§ **To do**
Scan the material for the word "result", and copy each line where it shows up.

§ **Records shown**
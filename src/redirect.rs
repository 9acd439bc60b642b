//! Follows 3xx responses on behalf of a completed task, enforcing loop and depth limits and
//! rewriting method/body per RFC 7231 semantics.

use url::Url;

use crate::error::TaskError;
use crate::request::{Method, Request, RequestTask};

/// What to do with the response that just completed a hop.
#[derive(Debug)]
pub enum RedirectDecision {
    /// Not a redirect (or redirects disabled): deliver the response as-is.
    DoNotFollow,
    /// Follow to this next-hop task.
    Follow(RequestTask),
    /// The redirect violates a limit; deliver this error instead.
    Violation(TaskError),
}

const FOLLOWABLE_STATUSES: [u16; 5] = [301, 302, 303, 307, 308];

pub struct RedirectEngine;

impl RedirectEngine {
    /// Decides what to do given the status/location of the response just received for `task`.
    pub fn decide(task: &RequestTask, status: u16, location: Option<&str>) -> RedirectDecision {
        if !FOLLOWABLE_STATUSES.contains(&status) {
            return RedirectDecision::DoNotFollow;
        }
        let Some(location) = location.filter(|l| !l.is_empty()) else {
            return RedirectDecision::DoNotFollow;
        };
        let max_redirects = task.request.max_redirects.unwrap_or(u32::MAX);
        if max_redirects == 0 {
            return RedirectDecision::DoNotFollow;
        }

        let resolved = match task.request.url.join(location) {
            Ok(url) => url,
            Err(_) => return RedirectDecision::DoNotFollow,
        };

        if task.redirect_chain.len() as u32 >= max_redirects {
            return RedirectDecision::Violation(TaskError::TooManyRedirectsError {
                redirects: full_chain(task),
                attempted_url: resolved.to_string(),
                correlation_id: task.correlation_id.clone(),
                callback_args: task.callback_args.clone(),
            });
        }

        if already_visited(task, &resolved) {
            return RedirectDecision::Violation(TaskError::RecursiveRedirectError {
                redirects: full_chain(task),
                offending_url: resolved.to_string(),
                correlation_id: task.correlation_id.clone(),
                callback_args: task.callback_args.clone(),
            });
        }

        let (next_method, next_body) = rewrite(task.request.method, status, task.request.body.as_ref());
        let next_request = task.request.with_redirect(next_method, resolved, next_body);
        RedirectDecision::Follow(task.next_hop(next_request))
    }
}

/// The full chain including the current URL, for error reporting (the spec's "chain ∪
/// {current_url}" phrasing).
fn full_chain(task: &RequestTask) -> Vec<String> {
    let mut chain = task.redirect_chain.clone();
    chain.push(task.request.url.to_string());
    chain
}

fn already_visited(task: &RequestTask, candidate: &Url) -> bool {
    let candidate = candidate.to_string();
    task.request.url.to_string() == candidate || task.redirect_chain.iter().any(|u| u == &candidate)
}

/// Method/body rewriting table from the spec's §4.3.
fn rewrite(current: Method, status: u16, body: Option<&Vec<u8>>) -> (Method, Option<Vec<u8>>) {
    match (current, status) {
        (Method::Get, _) => (Method::Get, None),
        (_, 307) | (_, 308) => (current, body.cloned()),
        // 301, 302, 303 with a body-bearing method: rewrite to GET, drop the body.
        _ => (Method::Get, None),
    }
}

#[cfg(test)]
mod tests {
    use super::*;
    use crate::headers::HttpHeaders;
    use crate::request::JobHash;
    use std::time::Duration;

    fn task(method: Method, url: &str, max_redirects: Option<u32>) -> RequestTask {
        let req = Request::new(method, url, HttpHeaders::new(), None, Duration::from_secs(5), max_redirects).unwrap();
        RequestTask::new(
            "corr-1".into(),
            req,
            JobHash { class: "Job".into(), args: vec![] },
            "Cb".into(),
            serde_json::Map::new(),
            false,
        )
    }

    #[test]
    fn non_redirect_status_does_not_follow() {
        let t = task(Method::Get, "https://example.com/a", None);
        assert!(matches!(RedirectEngine::decide(&t, 200, Some("/b")), RedirectDecision::DoNotFollow));
    }

    #[test]
    fn max_redirects_zero_never_follows() {
        let t = task(Method::Get, "https://example.com/a", Some(0));
        assert!(matches!(RedirectEngine::decide(&t, 302, Some("/b")), RedirectDecision::DoNotFollow));
    }

    #[test]
    fn get_preserves_method_on_302() {
        let t = task(Method::Get, "https://example.com/a", None);
        match RedirectEngine::decide(&t, 302, Some("/b")) {
            RedirectDecision::Follow(next) => {
                assert_eq!(next.request.method, Method::Get);
                assert_eq!(next.request.url.as_str(), "https://example.com/b");
            }
            other => panic!("expected Follow, got {other:?}"),
        }
    }

    #[test]
    fn post_rewrites_to_get_and_drops_body_on_303() {
        let mut t = task(Method::Post, "https://example.com/submit", None);
        t.request.body = Some(b"{\"x\":1}".to_vec());
        match RedirectEngine::decide(&t, 303, Some("/result")) {
            RedirectDecision::Follow(next) => {
                assert_eq!(next.request.method, Method::Get);
                assert!(next.request.body.is_none());
            }
            other => panic!("expected Follow, got {other:?}"),
        }
    }

    #[test]
    fn put_preserves_body_on_307() {
        let mut t = task(Method::Put, "https://example.com/submit", None);
        t.request.body = Some(b"{\"x\":1}".to_vec());
        match RedirectEngine::decide(&t, 307, Some("/result")) {
            RedirectDecision::Follow(next) => {
                assert_eq!(next.request.method, Method::Put);
                assert_eq!(next.request.body, Some(b"{\"x\":1}".to_vec()));
            }
            other => panic!("expected Follow, got {other:?}"),
        }
    }

    #[test]
    fn too_many_redirects_raises_violation() {
        let mut t = task(Method::Get, "https://example.com/a", Some(1));
        t.redirect_chain = vec!["https://example.com/start".into()];
        match RedirectEngine::decide(&t, 302, Some("/b")) {
            RedirectDecision::Violation(TaskError::TooManyRedirectsError { redirects, .. }) => {
                assert_eq!(redirects.len(), 2);
            }
            other => panic!("expected TooManyRedirectsError, got {other:?}"),
        }
    }

    #[test]
    fn recursive_redirect_is_detected() {
        let mut t = task(Method::Get, "https://example.com/a", None);
        t.redirect_chain = vec!["https://example.com/b".into()];
        match RedirectEngine::decide(&t, 302, Some("https://example.com/b")) {
            RedirectDecision::Violation(TaskError::RecursiveRedirectError { .. }) => {}
            other => panic!("expected RecursiveRedirectError, got {other:?}"),
        }
    }
}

§ **Exercise response**
        match RedirectEngine::decide(&t, 303, Some("/result")) {
        match RedirectEngine::decide(&t, 307, Some("/result")) {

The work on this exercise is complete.